The company got its guarantee as part Mr. Obama's American Recovery and Reinvestment Act after its founders and board members made extensive contributions to the Obama campaign and the Democratic Party and mounted a mighty lobbying effort before Congress. Its grant was the first in a series of massive subsidies to similar enterprises and was made just weeks after Mr. Obama took office.

Solyndra is history today, but when the guarantees were announced as part of the Obama stimulus program, the fanfare and hullabaloo exceeded even those of last week's announcement. Mr. Chu, like the man who appointed him, is rarely right about anything, but he continues to exude confidence in schemes that have already proved unworkable.

Solyndra was going to build solar panels and provide thousands of Californians with high-paying jobs in the new, green economy Mr. Obama and his friends seem totally dedicated to conjuring up in the face of opposition from the laws of economics.

When the stimulus act passed and Mr.
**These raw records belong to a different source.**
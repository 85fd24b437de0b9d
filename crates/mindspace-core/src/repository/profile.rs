//! Profile repository trait definition.

use mindspace_types::error::StoreError;
use mindspace_types::identity::{Identity, ProfileRecord, UserId};

/// Trait for the remote user profile store (`users/{id}` records).
///
/// Uses RPITIT (native async fn in traits, Rust 2024 edition).
/// Implementations live in mindspace-infra.
pub trait ProfileRepository: Send + Sync {
    /// Write the identity's profile record, replacing any previous value.
    fn upsert(
        &self,
        identity: &Identity,
    ) -> impl std::future::Future<Output = Result<(), StoreError>> + Send;

    /// Read a profile record. Returns None if no record exists for the id.
    fn fetch(
        &self,
        user_id: &UserId,
    ) -> impl std::future::Future<Output = Result<Option<ProfileRecord>, StoreError>> + Send;
}
//! Business logic and port trait definitions for MindSpace.
//!
//! This crate defines the "ports" (storage, identity provider, profile store,
//! completion service) that the infrastructure layer implements, plus the
//! session lifecycle, login sequencing, route guard and chat pipeline built on
//! top of them. It depends only on `mindspace-types` -- never on
//! `mindspace-infra` or any HTTP/IO crate.

pub mod auth;
pub mod chat;
pub mod repository;
pub mod route;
Obama wanted to shovel some of the cash to his political friends on the West Coast, he and his minions were warned by the Government Accountability Office that they might want to look for a more suitable recipient than Solyndra, but they went ahead anyway.

Actually, they did more than just go ahead. They waved Solyndra's corporate flag and assured those of us being asked to throw our tax money into the venture that it was the smartest thing we had ever done.

Vice President Joseph R. Biden, no doubt basing his projections on an intimate familiarity with American business gained during a lifetime as a politician, predicted confidently that Solyndra would "allow America to compete and to lead like we did in the 20th century."

Not to be outdone, the president himself scurried out to California to stand in front of the new factory you and I helped build and called the company "a testament to American ingenuity and dynamism."

When the loan guarantee was extended to Solyndra back in 2010, Mr. Obama, Mr. Biden, Mr. Chu and those of their contributors who made up the company's board promised a new era and 4,000 jobs.

Some testimony. The 4,000 jobs never materialized, and Solyndra never turned a profit. It is going to be some time before the bankruptcy courts figure out just how much of the half-billion dollars the Obama team gave the company will be lost forever, but this didn't stop Mr. Chu's spokesman from declaring even as the Solyndra bankruptcy papers were being filed that the investment had been a great success.

Mr. Chu's spokesman argued that "the project that we supported succeeded. The facility was producing the product it said it would produce, and consumers were buying the product."

He failed to note that the solar panels Solyndra designed and manufactured were too complicated and expensive to compete in the marketplace. Those that were sold were sold at a significant loss, and the company would have closed its doors even earlier but for the federal loan guarantee.

It wasn't Mr. Obama's fault, though. Mr. Chu's spokesman said the ultimate failure of Solyndra was traceable to those pesky market forces that continue to plague private-sector entities. In other words, it was the capitalist system rather than the administration's flawed judgment that led to Solyndra's downfall.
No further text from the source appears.